In less than a month removed from our first visit, Gerry and I were so impressed with our previous experience at this Phoenixville BYOB that we couldn’t wait to have our friend, John, discover for himself what we had raved about. So, with our wives off on a week-long jaunt to St. Maarten the three of us had a Tuesday night reservation at this Creole restaurant. On our previous visit we had Heather as our server, we were slightly disappointed upon arrival to find that Heather was no longer there, but Melanie proved to be a capable replacement. The picture I took of Melanie turned out blurry and in fairness to her I shall leave it out of the review. She did prove to be both charming and attentive and was truly concerned that the three of us enjoy our meal.




 We can never know for sure that our food will be first-rate but we can usually be fairly certain that we will have, at least, three good wines to share. I usually bring a second bottle to make sure we don’t run dry and I am doing my best to have Gerry and John subscribe to that same generous way of thinking. Unfortunately, it’s a slow process and I haven’t yet won them over to the “second bottle” program. By the way, one of the great joys of having your own blog is being able to shade the truth without any dispute. Anyway, we had some nice wines with us. Left to right in the photo is my 1994 Far Niente, Napa Valley,  Cabernet Sauvignon. I had traded for this with a co-worker several years ago giving him some Eagles tickets in return for this 18-year-old classic cabernet. We had some trouble opening the bottle as the cork fell apart but Chef/Owner John Mims took the bottle back to the kitchen and worked his magic and in just a short time had cleanly removed the broken cork without even noticeable pieces dropping into the wine. We let this sit in our glasses for about an hour and watched the color change to a darker red and the funk burn off to reveal some nice notes of cedar and chocolate on the nose. The tannins were virtually non-existent and the soft berry flavors were well-balanced and smooth as silk. The finish was medium but we were all glad to see that the life had stayed in this one for almost 2 decades. Gerry had the 2007, Paul Autard, Chateauneuf du Pape, Cuvee Juline. This one has many years of life remaining. Nose of cedar and oak with dark cherries then smooth on the palate, mild tannins, hints of leather and cinnamon mixed with the blackberries. A very nice wine. John had brought with him the 2005 Fattoria Galardi, Terra di Lavoro, Roccamonfino. This dark Italian beauty is produced in an area about 40 miles north of Naples using some unusual grape varietals. It’s composed of 80% Aglianico and 20% Piedirosso and shows dark red with hints of leather and tobacco mixing with the dark berry fruits. It has solid structure and the wine went well with lots of the spicy Creole dishes we had.
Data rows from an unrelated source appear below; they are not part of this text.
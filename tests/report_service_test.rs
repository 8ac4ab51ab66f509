//! Report service unit tests.

use std::sync::Arc;

use mockall::predicate::eq;
use tokio_test::{assert_err, assert_ok};
use uuid::Uuid;

use classroom_api::domain::{Course, CourseType, Person, PersonWithCourses};
use classroom_api::infra::{MockCourseRepository, MockPersonRepository};
use classroom_api::services::{ReportManager, ReportService};

fn record(name: &str, age: i32, group: &str, courses: &[&str]) -> PersonWithCourses {
    PersonWithCourses {
        person: Person {
            id: Uuid::new_v4(),
            name: name.to_string(),
            age,
            group: group.to_string(),
        },
        courses: courses
            .iter()
            .map(|course| Course {
                id: Uuid::new_v4(),
                name: course.to_string(),
                course_type: CourseType::Main,
            })
            .collect(),
    }
}

fn reports(
    students: MockPersonRepository,
    teachers: MockPersonRepository,
    courses: MockCourseRepository,
) -> ReportManager {
    ReportManager::new(Arc::new(students), Arc::new(teachers), Arc::new(courses))
}

#[tokio::test]
async fn test_count_students_and_teachers_hit_their_own_directories() {
    let mut students = MockPersonRepository::new();
    students.expect_count().returning(|| Ok(3));
    let mut teachers = MockPersonRepository::new();
    teachers.expect_count().returning(|| Ok(1));

    let service = reports(students, teachers, MockCourseRepository::new());

    assert_eq!(assert_ok!(service.count_students().await), 3);
    assert_eq!(assert_ok!(service.count_teachers().await), 1);
}

#[tokio::test]
async fn test_count_courses_by_type_parses_any_case() {
    let students = MockPersonRepository::new();
    let teachers = MockPersonRepository::new();
    let mut courses = MockCourseRepository::new();
    courses
        .expect_count_by_type()
        .with(eq(CourseType::Main))
        .returning(|_| Ok(2));

    let service = reports(students, teachers, courses);
    let count = assert_ok!(service.count_courses_by_type("main").await);

    assert_eq!(count, 2);
}

#[tokio::test]
async fn test_count_courses_by_unknown_type_is_rejected() {
    let students = MockPersonRepository::new();
    let teachers = MockPersonRepository::new();
    let mut courses = MockCourseRepository::new();
    courses.expect_count_by_type().times(0);

    let service = reports(students, teachers, courses);

    assert_err!(service.count_courses_by_type("weekly").await);
}

#[tokio::test]
async fn test_students_by_course_returns_full_membership_lists() {
    let mut students = MockPersonRepository::new();
    students
        .expect_find_by_course()
        .with(eq("Mathematics"))
        .returning(|_| {
            Ok(vec![record(
                "Georgi",
                24,
                "A2",
                &["Science", "Mathematics"],
            )])
        });

    let service = reports(
        students,
        MockPersonRepository::new(),
        MockCourseRepository::new(),
    );
    let result = assert_ok!(service.students_by_course("Mathematics").await);

    assert_eq!(result.len(), 1);
    assert_eq!(result[0].name, "Georgi");
    // The response carries every membership, not only the queried course.
    assert_eq!(result[0].courses.len(), 2);
}

#[tokio::test]
async fn test_students_by_unknown_course_is_empty() {
    let mut students = MockPersonRepository::new();
    students.expect_find_by_course().returning(|_| Ok(vec![]));

    let service = reports(
        students,
        MockPersonRepository::new(),
        MockCourseRepository::new(),
    );
    let result = assert_ok!(service.students_by_course("Alchemy").await);

    assert!(result.is_empty());
}

#[tokio::test]
async fn test_students_by_group() {
    let mut students = MockPersonRepository::new();
    students
        .expect_find_by_group()
        .with(eq("A2"))
        .returning(|_| {
            Ok(vec![
                record("Mariya", 20, "A2", &["Mathematics"]),
                record("Georgi", 24, "A2", &["Science"]),
            ])
        });

    let service = reports(
        students,
        MockPersonRepository::new(),
        MockCourseRepository::new(),
    );
    let result = assert_ok!(service.students_by_group("A2").await);

    assert_eq!(result.len(), 2);
}

#[tokio::test]
async fn test_students_older_than_in_course_forwards_both_filters() {
    let mut students = MockPersonRepository::new();
    students
        .expect_find_older_than_in_course()
        .withf(|age, course_name| *age == 21 && course_name == "Mathematics")
        .returning(|_, _| Ok(vec![record("Georgi", 24, "A2", &["Mathematics"])]));

    let service = reports(
        students,
        MockPersonRepository::new(),
        MockCourseRepository::new(),
    );
    let result = assert_ok!(service.students_older_than_in_course(21, "Mathematics").await);

    assert_eq!(result.len(), 1);
    assert_eq!(result[0].name, "Georgi");
}

#[tokio::test]
async fn test_course_group_report_combines_both_directories() {
    let mut students = MockPersonRepository::new();
    students
        .expect_find_by_course_and_group()
        .withf(|course_name, group| course_name == "Mathematics" && group == "A2")
        .returning(|_, _| {
            Ok(vec![
                record("Mariya", 20, "A2", &["Mathematics"]),
                record("Georgi", 24, "A2", &["Science", "Mathematics"]),
            ])
        });
    let mut teachers = MockPersonRepository::new();
    teachers
        .expect_find_by_course_and_group()
        .returning(|_, _| Ok(vec![record("Silvia", 35, "A2", &["Mathematics"])]));

    let service = reports(students, teachers, MockCourseRepository::new());
    let report = assert_ok!(service.course_group_report("Mathematics", "A2").await);

    assert_eq!(report.students.len(), 2);
    assert_eq!(report.teachers.len(), 1);
    assert_eq!(report.teachers[0].name, "Silvia");
    // Summaries flatten memberships to course names.
    assert_eq!(report.students[1].courses, vec!["Science", "Mathematics"]);
}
 Gerry was determined long before we arrived that he was going to order the Lobster Tasting Special Menu that he had enjoyed immensely on a prior visit. He spent little time looking at anything else on the regular menu. John, however, is more of a meat and potatoes kind of guy and he was examining the menu until he found out that the main course on the Lobster Tasting Menu included a small filet and that was all he needed to make his decision., So both of them had made the same choice and the parade of food was on for them.


 Both Gerry and John raved about their soup, the Lobster Bisque. They thought is was absolutely perfect with one of them declaring it was in the running for the best soup they had ever tasted.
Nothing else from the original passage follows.